The European Commission and national consumer authorities released the results of a screening of websites (“sweep”), an exercise carried out each year to identify breaches of EU consumer law in online markets.

This year, for the first time ever, the sweep focused on ‘greenwashing’, the practice by which companies claim they are doing more for the environment than they actually are. The “sweep” analysed green online claims from various business sectors such as garments, cosmetics and household equipment.

National consumer protection authorities had reason to believe that in 42% of cases the claims were exaggerated, false or deceptive and could potentially qualify as unfair commercial practices under EU rules. ‘Greenwashing’ has increased as consumers increasingly seek to buy environmentally sound products.

Didier Reynders, Commissioner for Justice, said: “More and more people want to live a green life, and I applaud companies that strive to produce eco-friendly products or services. However, there are also unscrupulous traders out there, who pull the wool over consumers’ eyes with vague, false or exaggerated claims. The Commission is fully committed to empowering consumers in the green transition and fighting greenwashing. This is precisely one of the main priorities of the New Consumer Agenda adopted last autumn.”

Main findings:
After a broader screening, the Commission and consumer authorities examined 344 seemingly dubious claims in more detail and found that:

  • In more than half of the cases, the trader did not provide sufficient information for consumers to judge the claim’s accuracy.
  • In 37% of cases, the claim included vague and general statements such as “conscious”, “eco-friendly”, “sustainable” which aimed to convey the unsubstantiated impression to consumers that a product had no negative impact on the environment.
  • Moreover, in 59% of cases the trader had not provided easily accessible evidence to support its claim.
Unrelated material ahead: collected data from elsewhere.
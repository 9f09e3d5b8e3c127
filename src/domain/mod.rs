pub mod recipients;
pub mod records;

pub use recipients::{RecipientKind, Recipients};
pub use records::{Contact, NewContact, NewTemplate, RecordId, Resource, Template};
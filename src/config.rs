use anyhow::Result;
use serde::{Deserialize, Serialize};
use std::fs;
use std::path::PathBuf;
use std::time::Duration;

pub const DEFAULT_API_BASE: &str = "http://127.0.0.1:5000/api";
pub const DEFAULT_GMAIL_ORIGIN: &str = "https://mail.google.com/";

/// Which popup flow to run.
#[derive(Debug, Serialize, Deserialize, Clone, Copy, PartialEq, Eq, Default)]
#[serde(rename_all = "snake_case")]
pub enum Flow {
    /// Recipients, then template, then review.
    #[default]
    Wizard,
    /// A single template list; picking a row applies it.
    TemplateOnly,
}

#[derive(Debug, Serialize, Deserialize, Clone, PartialEq, Eq)]
#[serde(default)]
pub struct Config {
    pub api_base_url: String,
    pub gmail_origin: String,
    pub request_timeout_secs: u64,
    pub locator_attempts: u32,
    pub locator_interval_ms: u64,
    pub bridge_socket: Option<String>,
    pub flow: Flow,
}

impl Default for Config {
    fn default() -> Self {
        Self {
            api_base_url: DEFAULT_API_BASE.to_string(),
            gmail_origin: DEFAULT_GMAIL_ORIGIN.to_string(),
            request_timeout_secs: 5,
            locator_attempts: 20,
            locator_interval_ms: 100,
            bridge_socket: None,
            flow: Flow::Wizard,
        }
    }
}

impl Config {
    pub fn request_timeout(&self) -> Duration {
        Duration::from_secs(self.request_timeout_secs)
    }

    pub fn locator_interval(&self) -> Duration {
        Duration::from_millis(self.locator_interval_ms)
    }
}

fn config_dir() -> Result<PathBuf> {
    Ok(dirs::config_dir()
        .ok_or_else(|| anyhow::anyhow!("no config dir available"))?
        .join("gmail_assist"))
}

pub fn config_path() -> Result<PathBuf> {
    let mut p = config_dir()?;
    fs::create_dir_all(&p)?;
    p.push("config.toml");
    Ok(p)
}

pub fn default_socket_path() -> Result<PathBuf> {
    let mut p = config_dir()?;
    fs::create_dir_all(&p)?;
    p.push("bridge.sock");
    Ok(p)
}

/// Loads the config file, writing a template with the defaults first if
/// there is none yet. Unset keys fall back to their defaults.
pub fn load_config() -> Result<Config> {
    let path = config_path()?;
    if !path.exists() {
        let tom = toml::to_string_pretty(&Config::default())?;
        fs::write(&path, tom)?;
        log::info!("wrote default config to {}", path.display());
        return Ok(Config::default());
    }
    let s = fs::read_to_string(path)?;
    parse_config(&s)
}

pub fn parse_config(s: &str) -> Result<Config> {
    let cfg: Config = toml::from_str(s)?;
    Ok(cfg)
}

pub fn resolve_socket_path(cfg: &Config) -> Result<PathBuf> {
    if let Some(p) = &cfg.bridge_socket {
        Ok(PathBuf::from(p))
    } else {
        default_socket_path()
    }
}
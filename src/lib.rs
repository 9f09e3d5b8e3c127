pub mod config;
pub mod domain;
pub mod host;
pub mod inject;
pub mod popup;
pub mod store;
pub mod tab;
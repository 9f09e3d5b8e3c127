use std::collections::BTreeMap;

use crate::domain::{Contact, RecordId, Resource, Template};

/// How rows of a list can be picked.
#[derive(Debug, Clone, Copy, PartialEq, Eq)]
pub enum SelectMode {
    /// Radio buttons, at most one row checked.
    Single,
    /// Checkboxes.
    Multi,
    /// No selection control; activating a row acts on it directly.
    ActionOnly,
}

/// A record the renderer can turn into a row.
pub trait Listable {
    const RESOURCE: Resource;

    fn id(&self) -> &RecordId;
    fn label(&self) -> String;
    /// Attributes attached to the row for later retrieval.
    fn payload(&self) -> BTreeMap<&'static str, String>;
}

impl Listable for Contact {
    const RESOURCE: Resource = Resource::Contact;

    fn id(&self) -> &RecordId {
        &self.id
    }

    fn label(&self) -> String {
        format!("{} <{}>", self.name, self.email)
    }

    fn payload(&self) -> BTreeMap<&'static str, String> {
        BTreeMap::from([("name", self.name.clone()), ("email", self.email.clone())])
    }
}

impl Listable for Template {
    const RESOURCE: Resource = Resource::Template;

    fn id(&self) -> &RecordId {
        &self.id
    }

    fn label(&self) -> String {
        self.title.clone()
    }

    fn payload(&self) -> BTreeMap<&'static str, String> {
        BTreeMap::from([
            ("subject", self.subject.clone()),
            ("body", self.body.clone()),
        ])
    }
}

#[derive(Debug, Clone, PartialEq, Eq)]
pub struct SelectControl {
    pub mode: SelectMode,
    pub checked: bool,
    pub data: BTreeMap<&'static str, String>,
}

impl SelectControl {
    pub fn attr(&self, key: &str) -> Option<&str> {
        self.data.get(key).map(String::as_str)
    }
}

#[derive(Debug, Clone, PartialEq, Eq)]
pub struct DeleteControl {
    pub id: RecordId,
    pub resource: Resource,
}

#[derive(Debug, Clone, PartialEq, Eq)]
pub struct Row {
    pub label: String,
    /// The row's payload. Selectable rows also carry it on their control.
    pub data: BTreeMap<&'static str, String>,
    pub select: Option<SelectControl>,
    pub delete: DeleteControl,
}

impl Row {
    pub fn attr(&self, key: &str) -> Option<&str> {
        self.data.get(key).map(String::as_str)
    }
}

#[derive(Debug, Clone, PartialEq, Eq)]
pub enum ListRow {
    Item(Row),
    Placeholder(String),
}

/// A freshly rendered list. Owns its rows outright, so re-rendering replaces
/// everything.
#[derive(Debug, Clone, PartialEq, Eq)]
pub struct RenderedList {
    pub rows: Vec<ListRow>,
}

impl RenderedList {
    pub fn len(&self) -> usize {
        self.rows.len()
    }

    pub fn is_empty(&self) -> bool {
        self.rows.is_empty()
    }

    pub fn is_placeholder(&self) -> bool {
        matches!(self.rows.as_slice(), [ListRow::Placeholder(_)])
    }

    pub fn item(&self, index: usize) -> Option<&Row> {
        match self.rows.get(index)? {
            ListRow::Item(row) => Some(row),
            ListRow::Placeholder(_) => None,
        }
    }

    pub fn items(&self) -> impl Iterator<Item = &Row> {
        self.rows.iter().filter_map(|r| match r {
            ListRow::Item(row) => Some(row),
            ListRow::Placeholder(_) => None,
        })
    }

    pub fn selectable_count(&self) -> usize {
        self.items().filter(|r| r.select.is_some()).count()
    }
}

pub fn render_list<T: Listable>(
    records: &[T],
    mode: SelectMode,
    is_checked: impl Fn(&T) -> bool,
    placeholder: &str,
) -> RenderedList {
    if records.is_empty() {
        return RenderedList {
            rows: vec![ListRow::Placeholder(placeholder.to_string())],
        };
    }

    let rows = records
        .iter()
        .map(|rec| {
            let data = rec.payload();
            let select = match mode {
                SelectMode::ActionOnly => None,
                SelectMode::Single | SelectMode::Multi => Some(SelectControl {
                    mode,
                    checked: is_checked(rec),
                    data: data.clone(),
                }),
            };
            ListRow::Item(Row {
                label: rec.label(),
                data,
                select,
                delete: DeleteControl {
                    id: rec.id().clone(),
                    resource: T::RESOURCE,
                },
            })
        })
        .collect();

    RenderedList { rows }
}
In their overall assessments, taking various factors into account, in 42% of cases authorities had reason to believe that the claim may be false or deceptive and could therefore potentially amount to an unfair commercial practice under the Unfair Commercial Practices Directive (UCPD).

National authorities will contact the companies concerned to point out the issues detected and to ensure that these are rectified where necessary. The findings of this sweep will feed into the impact assessment to be prepared for the new legislative proposal to empower consumers for the green transition, which was announced in the New Consumer Agenda.